Persaingan usaha yang sehat antara aplikator transportasi online adalah mengeliminasi perang tarif dan kemitraan eksklusif antara aplikator dengan mitra pengemudi atau penyewaan kendaraan bermotor.
Hal ini disampaikan oleh Syarkawi Rauf, pengamat persaingan usaha, yang menghimbau aplikator transportasi menciptakan iklim persaingan usaha yang sehat untuk menyokong pertumbuhan industrinya. “Di Indonesia, pasar transportasi berbasis aplikasi Online berubah, dari oligopoli menjadi duopoli. Pasar Indonesia masih diuntungkan karena keberadaan Go-Jek sebagai pemain lokal yang relatif besar sehingga pengambilalihan aset Uber oleh Grab tidak menyebabkan perubahan struktur pasar menjadi monopoli atau terdapat pemain tunggal seperti yang terjadi di Singapura,” tutur Syarkawi di Jakarta, Selasa (10/7/2018).
Menurut Syarkawi, struktur pasar transportasi online di Asia Tenggara bergerak dinamis setelah Grab mengakuisi aset Uber di Asia Tenggara pada Maret silam. Kecuali di Indonesia, pengambilalihan aset Uber oleh Grab itu berdampak pada penguasaan pasar transportasi berbasis aplikasi online oleh Grab. “Grab Singapura menjadi pemain satu-satunya yang mendominasi atau memonopoli pasar Singapura. Sebelum akuisisi, Uber dan Grab bersaing satu sama lainnya di pasar ASEAN,” ucap Syarkawi, Ketua Komisi Pengawas Persaingan Usaha (KPPU) periode 2015-2018 ini.
Dia berpendapat iklim usaha transportasi online sebaiknya berbasis pada prinsip persaingan usaha yang sehat. “Pasar yang bersifat duopoli di Indonesia harus dijaga sehingga tetap bersaing secara sehat dan tidak mengarah pada predatory pricing dengan maksud mematikan pesaing yang berlindung dibalik program promosi. Atau menghambat masuknya pemain baru ke pasar dengan penetapan harga jual yang sangat rendah,” pungkasnya.
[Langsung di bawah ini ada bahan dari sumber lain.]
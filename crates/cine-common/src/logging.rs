//! Logging configuration and initialization
//!
//! Centralized tracing setup for all Cinesearch components. Supports:
//!
//! - Multiple output targets (console, file, both)
//! - Text and JSON formats
//! - Daily log file rotation
//! - Environment-based configuration
//!
//! Components log through the `tracing` macros (`info!`, `warn!`, ...) with
//! structured fields; `println!` has no place outside of build scripts.
//!
//! # Example
//!
//! ```no_run
//! use cine_common::logging::{LogConfig, init_logging};
//! use tracing::info;
//!
//! fn main() -> anyhow::Result<()> {
//!     let config = LogConfig::from_env()?;
//!     init_logging(&config)?;
//!
//!     info!("Application started");
//!     Ok(())
//! }
//! ```

use anyhow::{Context, Result};
use serde::{Deserialize, Serialize};
use std::path::PathBuf;
use tracing::Level;
use tracing_subscriber::{
    fmt::{self, format::FmtSpan},
    layer::SubscriberExt,
    util::SubscriberInitExt,
    EnvFilter,
};

/// Log level for filtering messages
#[derive(Debug, Clone, Copy, PartialEq, Eq, Serialize, Deserialize, Default)]
#[serde(rename_all = "lowercase")]
pub enum LogLevel {
    Trace,
    Debug,
    #[default]
    Info,
    Warn,
    Error,
}

impl LogLevel {
    /// Convert to tracing Level
    pub fn to_tracing_level(self) -> Level {
        match self {
            LogLevel::Trace => Level::TRACE,
            LogLevel::Debug => Level::DEBUG,
            LogLevel::Info => Level::INFO,
            LogLevel::Warn => Level::WARN,
            LogLevel::Error => Level::ERROR,
        }
    }
}

impl std::str::FromStr for LogLevel {
    type Err = anyhow::Error;

    fn from_str(s: &str) -> std::result::Result<Self, Self::Err> {
        match s.to_lowercase().as_str() {
            "trace" => Ok(LogLevel::Trace),
            "debug" => Ok(LogLevel::Debug),
            "info" => Ok(LogLevel::Info),
            "warn" | "warning" => Ok(LogLevel::Warn),
            "error" => Ok(LogLevel::Error),
            _ => Err(anyhow::anyhow!("Invalid log level: {}", s)),
        }
    }
}

impl std::fmt::Display for LogLevel {
    fn fmt(&self, f: &mut std::fmt::Formatter<'_>) -> std::fmt::Result {
        match self {
            LogLevel::Trace => write!(f, "trace"),
            LogLevel::Debug => write!(f, "debug"),
            LogLevel::Info => write!(f, "info"),
            LogLevel::Warn => write!(f, "warn"),
            LogLevel::Error => write!(f, "error"),
        }
    }
}

/// Output target for logs
#[derive(Debug, Clone, Copy, PartialEq, Eq, Serialize, Deserialize, Default)]
#[serde(rename_all = "lowercase")]
pub enum LogOutput {
    #[default]
    Console,
    File,
    Both,
}

impl std::str::FromStr for LogOutput {
    type Err = anyhow::Error;

    fn from_str(s: &str) -> std::result::Result<Self, Self::Err> {
        match s.to_lowercase().as_str() {
            "console" | "stdout" => Ok(LogOutput::Console),
            "file" => Ok(LogOutput::File),
            "both" | "all" => Ok(LogOutput::Both),
            _ => Err(anyhow::anyhow!("Invalid log output: {}", s)),
        }
    }
}

/// Log format
#[derive(Debug, Clone, Copy, PartialEq, Eq, Serialize, Deserialize, Default)]
#[serde(rename_all = "lowercase")]
pub enum LogFormat {
    /// Human-readable text format
    #[default]
    Text,
    /// JSON format for structured logging
    Json,
}

impl std::str::FromStr for LogFormat {
    type Err = anyhow::Error;

    fn from_str(s: &str) -> std::result::Result<Self, Self::Err> {
        match s.to_lowercase().as_str() {
            "text" | "pretty" => Ok(LogFormat::Text),
            "json" => Ok(LogFormat::Json),
            _ => Err(anyhow::anyhow!("Invalid log format: {}", s)),
        }
    }
}

/// Logging configuration
#[derive(Debug, Clone, Serialize, Deserialize)]
pub struct LogConfig {
    /// Minimum log level to display
    pub level: LogLevel,

    /// Output target (console, file, or both)
    pub output: LogOutput,

    /// Log format (text or JSON)
    pub format: LogFormat,

    /// Directory for log files (only used when output includes file)
    pub log_dir: PathBuf,

    /// Log file name prefix (e.g., "cine-etl" -> "cine-etl.2026-01-18.log")
    pub log_file_prefix: String,

    /// Additional filter directives (e.g., "sqlx=warn,hyper=info")
    pub filter_directives: Option<String>,

    /// Whether to include file and line number in logs
    pub include_location: bool,

    /// Whether to include target module names in logs
    pub include_targets: bool,
}

impl Default for LogConfig {
    fn default() -> Self {
        Self {
            level: LogLevel::Info,
            output: LogOutput::Console,
            format: LogFormat::Text,
            log_dir: PathBuf::from("./logs"),
            log_file_prefix: "cine".to_string(),
            filter_directives: None,
            include_location: false,
            include_targets: true,
        }
    }
}

impl LogConfig {
    /// Create a new LogConfig with defaults
    pub fn new() -> Self {
        Self::default()
    }

    /// Load configuration from environment variables
    ///
    /// Environment variables:
    /// - `LOG_LEVEL`: Log level (trace, debug, info, warn, error)
    /// - `LOG_OUTPUT`: Output target (console, file, both)
    /// - `LOG_FORMAT`: Log format (text, json)
    /// - `LOG_DIR`: Directory for log files
    /// - `LOG_FILE_PREFIX`: Prefix for log files
    /// - `LOG_FILTER`: Additional filter directives
    pub fn from_env() -> Result<Self> {
        let mut config = Self::default();

        if let Ok(level) = std::env::var("LOG_LEVEL") {
            config.level = level.parse()?;
        }

        if let Ok(output) = std::env::var("LOG_OUTPUT") {
            config.output = output.parse()?;
        }

        if let Ok(format) = std::env::var("LOG_FORMAT") {
            config.format = format.parse()?;
        }

        if let Ok(dir) = std::env::var("LOG_DIR") {
            config.log_dir = PathBuf::from(dir);
        }

        if let Ok(prefix) = std::env::var("LOG_FILE_PREFIX") {
            config.log_file_prefix = prefix;
        }

        if let Ok(filter) = std::env::var("LOG_FILTER") {
            config.filter_directives = Some(filter);
        }

        Ok(config)
    }

    /// Create a builder for fluent configuration
    pub fn builder() -> LogConfigBuilder {
        LogConfigBuilder::default()
    }
}

/// Builder for LogConfig
#[derive(Default)]
pub struct LogConfigBuilder {
    config: LogConfig,
}

impl LogConfigBuilder {
    pub fn level(mut self, level: LogLevel) -> Self {
        self.config.level = level;
        self
    }

    pub fn output(mut self, output: LogOutput) -> Self {
        self.config.output = output;
        self
    }

    pub fn format(mut self, format: LogFormat) -> Self {
        self.config.format = format;
        self
    }

    pub fn log_dir(mut self, dir: impl Into<PathBuf>) -> Self {
        self.config.log_dir = dir.into();
        self
    }

    pub fn log_file_prefix(mut self, prefix: impl Into<String>) -> Self {
        self.config.log_file_prefix = prefix.into();
        self
    }

    pub fn filter_directives(mut self, filter: impl Into<String>) -> Self {
        self.config.filter_directives = Some(filter.into());
        self
    }

    pub fn include_location(mut self, include: bool) -> Self {
        self.config.include_location = include;
        self
    }

    pub fn build(self) -> LogConfig {
        self.config
    }
}

/// Initialize logging with the given configuration
///
/// Sets up the global tracing subscriber. Call exactly once at startup.
pub fn init_logging(config: &LogConfig) -> Result<()> {
    let mut filter =
        EnvFilter::from_default_env().add_directive(config.level.to_tracing_level().into());

    if let Some(ref directives) = config.filter_directives {
        for directive in directives.split(',') {
            filter = filter.add_directive(
                directive
                    .parse()
                    .context("Failed to parse filter directive")?,
            );
        }
    }

    match config.output {
        LogOutput::Console => init_console_logging(config, filter),
        LogOutput::File => init_file_logging(config, filter),
        LogOutput::Both => init_both_logging(config, filter),
    }
}

/// Initialize console-only logging
fn init_console_logging(config: &LogConfig, filter: EnvFilter) -> Result<()> {
    let fmt_layer = fmt::layer()
        .with_writer(std::io::stdout)
        .with_target(config.include_targets)
        .with_file(config.include_location)
        .with_line_number(config.include_location)
        .with_span_events(FmtSpan::CLOSE);

    match config.format {
        LogFormat::Text => {
            tracing_subscriber::registry()
                .with(filter)
                .with(fmt_layer)
                .try_init()?;
        }
        LogFormat::Json => {
            tracing_subscriber::registry()
                .with(filter)
                .with(fmt_layer.json())
                .try_init()?;
        }
    }

    Ok(())
}

/// Initialize file-only logging
fn init_file_logging(config: &LogConfig, filter: EnvFilter) -> Result<()> {
    let fmt_layer = fmt::layer()
        .with_writer(file_writer(config)?)
        .with_target(config.include_targets)
        .with_file(config.include_location)
        .with_line_number(config.include_location)
        .with_span_events(FmtSpan::CLOSE)
        .with_ansi(false);

    match config.format {
        LogFormat::Text => {
            tracing_subscriber::registry()
                .with(filter)
                .with(fmt_layer)
                .try_init()?;
        }
        LogFormat::Json => {
            tracing_subscriber::registry()
                .with(filter)
                .with(fmt_layer.json())
                .try_init()?;
        }
    }

    Ok(())
}

/// Initialize both console and file logging
fn init_both_logging(config: &LogConfig, filter: EnvFilter) -> Result<()> {
    let writer = file_writer(config)?;

    match config.format {
        LogFormat::Text => {
            let console_layer = fmt::layer()
                .with_writer(std::io::stdout)
                .with_target(config.include_targets)
                .with_file(config.include_location)
                .with_line_number(config.include_location)
                .with_span_events(FmtSpan::CLOSE);

            let file_layer = fmt::layer()
                .with_writer(writer)
                .with_target(config.include_targets)
                .with_file(config.include_location)
                .with_line_number(config.include_location)
                .with_span_events(FmtSpan::CLOSE)
                .with_ansi(false);

            tracing_subscriber::registry()
                .with(filter)
                .with(console_layer)
                .with(file_layer)
                .try_init()?;
        }
        LogFormat::Json => {
            let console_layer = fmt::layer()
                .json()
                .with_writer(std::io::stdout)
                .with_target(config.include_targets)
                .with_file(config.include_location)
                .with_line_number(config.include_location)
                .with_span_events(FmtSpan::CLOSE);

            let file_layer = fmt::layer()
                .json()
                .with_writer(writer)
                .with_target(config.include_targets)
                .with_file(config.include_location)
                .with_line_number(config.include_location)
                .with_span_events(FmtSpan::CLOSE)
                .with_ansi(false);

            tracing_subscriber::registry()
                .with(filter)
                .with(console_layer)
                .with(file_layer)
                .try_init()?;
        }
    }

    Ok(())
}

/// Build the non-blocking daily-rotating file writer
fn file_writer(config: &LogConfig) -> Result<tracing_appender::non_blocking::NonBlocking> {
    std::fs::create_dir_all(&config.log_dir).context("Failed to create log directory")?;

    let appender = tracing_appender::rolling::daily(&config.log_dir, &config.log_file_prefix);
    let (non_blocking, guard) = tracing_appender::non_blocking(appender);
    // The guard must outlive the process for the writer to flush.
    std::mem::forget(guard);

    Ok(non_blocking)
}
Menurut Syarkawi pengambilalihan aset Uber oleh Grab di Asia Tenggara, kecuali di Indonesia, menimbulkan dampak yang cukup signifikan terhadap persaingan di industri transportasi berbasis aplikasi online atau ride hailing karena Grab menjadi pemain tunggal pasar transportasi berbasis aplikasi online di regional. Di Singapura, hal ini disikapi tegas oleh Competition and Consumer Commission of Singapore (CCCS) yang pada pekan lalu merilis laporan mengenai penyatuan bisnis (merger) Grab-Uber itu diduga memonopoli pasar dan perang tarif (predatory pricing) di negara ini.
Predatory pricing, lanjut Syarkawi, biasanya cenderung memperlemah laju bisnis kompetitor dan menghilangkan persaingan usaha.Syarkawi menghimbau otoritas pengawas persaingan usaha rutin memantau persaingan usaha yang berpotensi mengarah ke praktik monopoli.. “Hal yang dapat dilakukukan di Indonesia adalah melakukan monitoring periodik terhadap tindakan yang dilakukan oleh Grab pasca akusisi itu. Salah satu yang dapat menjadi fokus KPPU adalah potensi predatory pricing, apa lagi jika perusahaan hasil akuisisi didukung oleh permodalan yang kuat yang banyak memberikan subsidi kepada mitra pengemudi dan pengendara,” imbuhnya. Tujuan pemantauan itu, lanjut Syarkawi, untuk menjaga agar industri transportasi berbasis aplikasi online tetap bersaing secara sehat. “Tanpa bertendensi ke arah predatory pricing,” ia menambahkan.